Once you have found your property, the purchase process begins with a reservation agreement. This is a contract that freezes the purchase price and takes property off the market for, usually, 30 days on payment of a fee between €3,000 and €12,000. The deposit is usually held by your lawyer or your agent in a client or escrow account.
Within 10 days of signing the reservation agreement, the full private purchase contract (contrato de arras) is signed between the buyer and the seller. This is similar to exchanging contracts in the UK buying process. Within this time your lawyer should complete all the searches on the property - confirming that the seller own the property being sold, there are no mortgages or charges and that planning consents are in order.
Once both parties sign the main contract, it is binding. The arras contract or full private contract will usually require a 10 to 20 per cent deposit to be paid. The buyer is then committed to pay the balance of the price, and the seller (once the money has been paid) must transfer ownership to the buyer.If the seller pulls out of the transaction he must return double the amount of the deposit received by way of compensation. If the buyer pulls out he will lose the deposit paid.
The property sale is formally completed when the title deed (“Escritura de Compraventa”) is signed before a public official called a Public Notary, or Notario. This will happen at their office and be accompanied by the agreed final payment and all the relevant purchase taxes. The Escritura is then presented by the Notary to the Land Registry for registration and the property is passed to the new owner. Final registration of the title deed can take several months.
With a new-build property, obviously completion can take a lot longer, and the payments are split over stages of the build process, and the developer should provide bank guarantees against each payment. This protects your payments in the event the developer fails to complete the property or goes bust.
Finally, make sure that you have insurance for your property, ensure all service contracts are in your name (telephone, water, electrics etc.) and register your ownership of the property with your local Town Hall (Ayuntamiento) – all of which your lawyer or agent can help you do.

 

 Power of Attorney

 

Just as in the UK, you can authorise someone (normally your lawyer) to act on your behalf with regard to your legal matters in Spain.  This is often wise, as travelling to Spain to sign documents can become inconvenient or mean that you miss an essential signing date through ill-health or travel disruption. 

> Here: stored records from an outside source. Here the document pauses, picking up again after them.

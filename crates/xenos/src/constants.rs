//! Live float constant maps.
use std::ops::Range;

use bitvec::array::BitArray;
use bitvec::order::Lsb0;

/// A set of the float constant slots (0..256) a shader stage reads.
#[derive(Clone, Copy, PartialEq, Eq, Hash)]
pub struct ConstantMap(BitArray<[u64; 4], Lsb0>);

impl Default for ConstantMap {
    fn default() -> Self {
        Self(BitArray::new([0; 4]))
    }
}

impl std::fmt::Debug for ConstantMap {
    fn fmt(&self, f: &mut std::fmt::Formatter<'_>) -> std::fmt::Result {
        f.debug_set().entries(self.iter()).finish()
    }
}

impl ConstantMap {
    pub fn from_words(words: [u64; 4]) -> Self {
        Self(BitArray::new(words))
    }

    #[inline(always)]
    pub fn include(&mut self, slot: u8) {
        self.0.set(slot as usize, true);
    }

    #[inline(always)]
    pub fn contains(&self, slot: u8) -> bool {
        self.0[slot as usize]
    }

    #[inline(always)]
    pub fn clear(&mut self) {
        self.0.fill(false);
    }

    #[inline(always)]
    pub fn is_empty(&self) -> bool {
        self.0.not_any()
    }

    #[inline(always)]
    pub fn len(&self) -> usize {
        self.0.count_ones()
    }

    #[inline(always)]
    pub fn words(&self) -> &[u64; 4] {
        &self.0.data
    }

    /// Slots in ascending order.
    pub fn iter(&self) -> impl Iterator<Item = u8> + '_ {
        self.0.iter_ones().map(|slot| slot as u8)
    }

    /// Whether any slot in `slots` is live. Costs at most one mask test per 64-bit word, no
    /// matter how long the range is.
    #[inline]
    pub fn intersects(&self, slots: Range<u32>) -> bool {
        let start = slots.start.min(256);
        let end = slots.end.min(256);
        if start >= end {
            return false;
        }

        let first = (start / 64) as usize;
        let last = ((end - 1) / 64) as usize;
        let words = self.words();

        (first..=last).any(|word| {
            let lo = if word == first { start % 64 } else { 0 };
            let hi = if word == last { (end - 1) % 64 } else { 63 };
            let mask = (u64::MAX >> (63 - hi)) & (u64::MAX << lo);
            words[word] & mask != 0
        })
    }
}
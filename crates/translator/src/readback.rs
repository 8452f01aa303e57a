//! Copying GPU-written guest memory back to the CPU, and the scratch buffer.
//!
//! Readbacks are synchronous: the copies are recorded into the open submission, the queue is
//! drained and only then is the data written to guest memory. [`PendingReadback`] holds what
//! is needed to finish the readback once the drain is done.
use crate::barrier::Barriers;
use crate::host::{BufferKind, Command, Device, HostError, Resource, ResourceState};
use crate::modules::{MemoryModule, Recorder};
use crate::submission::Submissions;

/// Smallest readback buffer ever created.
const READBACK_MIN_SIZE: u64 = 4 * 1024 * 1024;
/// Scratch buffer sizes are a multiple of this.
const SCRATCH_ALIGNMENT: u64 = 16 * 1024 * 1024;

/// A host-readable buffer for readbacks. Grows when needed, never shrinks.
#[derive(Debug, Default)]
pub struct ReadbackBuffer {
    buffer: Option<(Resource, u64)>,
}

impl ReadbackBuffer {
    /// Returns a readback buffer of at least `size` bytes.
    pub fn request(
        &mut self,
        device: &mut dyn Device,
        submissions: &mut Submissions,
        size: u64,
    ) -> Result<Resource, HostError> {
        if let Some((buffer, capacity)) = self.buffer
            && capacity >= size
        {
            return Ok(buffer);
        }

        let capacity = size.max(READBACK_MIN_SIZE).next_power_of_two();
        let buffer = device.create_buffer(BufferKind::Readback, capacity)?;
        tracing::debug!(buffer = buffer.0, capacity, "created a readback buffer");

        // earlier copies into the old buffer might still be in flight
        if let Some((old, _)) = self.buffer.replace((buffer, capacity)) {
            submissions.retire(old);
        }

        Ok(buffer)
    }

    pub fn capacity(&self) -> u64 {
        self.buffer.map_or(0, |(_, capacity)| capacity)
    }
}

/// A guest memory range being read back.
#[derive(Debug, Clone, Copy, PartialEq, Eq)]
struct ReadbackRange {
    address: u32,
    length: u32,
    /// Offset in the readback buffer.
    offset: u64,
}

/// A readback recorded into a submission, finished by [`PendingReadback::complete`] after the
/// queue has been drained.
#[derive(Debug)]
#[must_use]
pub struct PendingReadback {
    buffer: Resource,
    ranges: Vec<ReadbackRange>,
}

impl PendingReadback {
    /// Records copies of the given guest memory ranges (address, length) into the readback
    /// buffer.
    pub fn record(
        rec: &mut Recorder,
        readback: &mut ReadbackBuffer,
        memory: &mut dyn MemoryModule,
        ranges: &[(u32, u32)],
    ) -> Result<Self, HostError> {
        let total = ranges
            .iter()
            .map(|&(_, length)| u64::from(length))
            .sum::<u64>();
        let buffer = readback.request(rec.device, rec.submissions, total)?;

        memory.use_as_copy_source(rec.barriers);
        rec.flush_barriers();

        let source = memory.buffer();
        let mut offset = 0;
        let mut recorded = Vec::with_capacity(ranges.len());
        for &(address, length) in ranges {
            if length == 0 {
                continue;
            }

            rec.push(Command::CopyBuffer {
                dst: buffer,
                dst_offset: offset,
                src: source,
                src_offset: u64::from(address),
                size: u64::from(length),
            });

            recorded.push(ReadbackRange {
                address,
                length,
                offset,
            });
            offset += u64::from(length);
        }

        Ok(Self {
            buffer,
            ranges: recorded,
        })
    }

    pub fn is_empty(&self) -> bool {
        self.ranges.is_empty()
    }

    /// Writes the read back data to guest memory. The copies must have completed.
    pub fn complete(self, device: &mut dyn Device, memory: &mut dyn MemoryModule) {
        let mut data = Vec::new();
        for range in self.ranges {
            data.resize(range.length as usize, 0);
            device.read_buffer(self.buffer, range.offset, &mut data);
            memory.write_guest(range.address, &data);

            tracing::trace!(
                "read back {:08X} -> {:08X}",
                range.address,
                range.address.wrapping_add(range.length)
            );
        }
    }
}

/// A GPU-only buffer for temporary data, used by one user at a time.
#[derive(Debug, Default)]
pub struct ScratchBuffer {
    buffer: Option<(Resource, u64)>,
    acquired: bool,
}

impl ScratchBuffer {
    /// Acquires the scratch buffer, at least `size` bytes large and in `state`.
    ///
    /// # Panics
    /// Panics if the buffer is already acquired.
    pub fn acquire(
        &mut self,
        device: &mut dyn Device,
        submissions: &mut Submissions,
        barriers: &mut Barriers,
        size: u64,
        state: ResourceState,
    ) -> Result<Resource, HostError> {
        assert!(!self.acquired, "scratch buffer acquired twice");

        let buffer = match self.buffer {
            Some((buffer, capacity)) if capacity >= size => buffer,
            _ => {
                let capacity = size.max(1).next_multiple_of(SCRATCH_ALIGNMENT);
                let buffer = device.create_buffer(BufferKind::Default, capacity)?;
                tracing::debug!(buffer = buffer.0, capacity, "created a scratch buffer");

                if let Some((old, _)) = self.buffer.replace((buffer, capacity)) {
                    barriers.forget(old);
                    submissions.retire(old);
                }

                barriers.track(buffer, ResourceState::Common);
                buffer
            }
        };

        barriers.transition(buffer, state);
        self.acquired = true;

        Ok(buffer)
    }

    /// Releases the scratch buffer, leaving it in `state` if it was moved to another state
    /// while acquired.
    ///
    /// # Panics
    /// Panics if the buffer is not acquired.
    pub fn release(&mut self, barriers: &mut Barriers, state: ResourceState) {
        assert!(self.acquired, "scratch buffer released without being acquired");

        if let Some((buffer, _)) = self.buffer {
            barriers.track(buffer, state);
        }

        self.acquired = false;
    }

    pub fn is_acquired(&self) -> bool {
        self.acquired
    }
}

A Power of Attorney can be either general or limited to a specific function (for example, the signing on your behalf of the escritura (Deeds) to your intended property. 

 

NIE

 

 You cannot buy a property in Spain without a NIE number (Numero de Identificación de Extranjero), which is an identity/fiscal number for non-Spaniards.  So, apply for this as soon as you start looking for a property.
Currently, you must apply for your NIE number in person (although the rules on this tend to change from time to time; your estate agent or lawyer, who should help you).  A NIE number is obtained from the Policia Nacional, who have offices in all major towns and cities throughout Spain.

 

Taxes and Fees

 

When you're close to finalising the exchange you will need to apply for NIE (Numero de Identidad de Extranjeros) – your Spanish tax number. How this is used will be explained in the next section of our Spanish property legal guide.
The tax you pay when you buy a property in Spain will normally depend on whether you are a tax resident there or not. Tax residence is determined by a number of factors – including how long you spend in that country, if your main home is there and if your main economic interest is there. If you become a tax resident in Spain, then you would normally stop paying taxes in your home country and pay there instead. 
IVA (VAT) is payable by the purchaser when the vendor is considered a developer who pays IVA and/or this is the first time the property has been sold or transferred. The VAT rate depends on the type of property being sold: it’s 10% for residential properties and 21% for plots of land and commercial premises. Stamp duty is payable at the rate of 1.2% where VAT is payable.
If the house you’re buying is a resale (second transfer) property, then you will also need to pay Transfer Tax (Impuesto sobre las Transmisiones Patrimonilaes), which is usually between 8 to 10% depending on the values of the property and the area. This will need to be paid to the Spanish Treasury within 30 days of the date the title deed is signed. You may also need to pay Plusvalia, which is a tax based on the increase in the value of the land since the last transfer, although this is not normally a huge amount.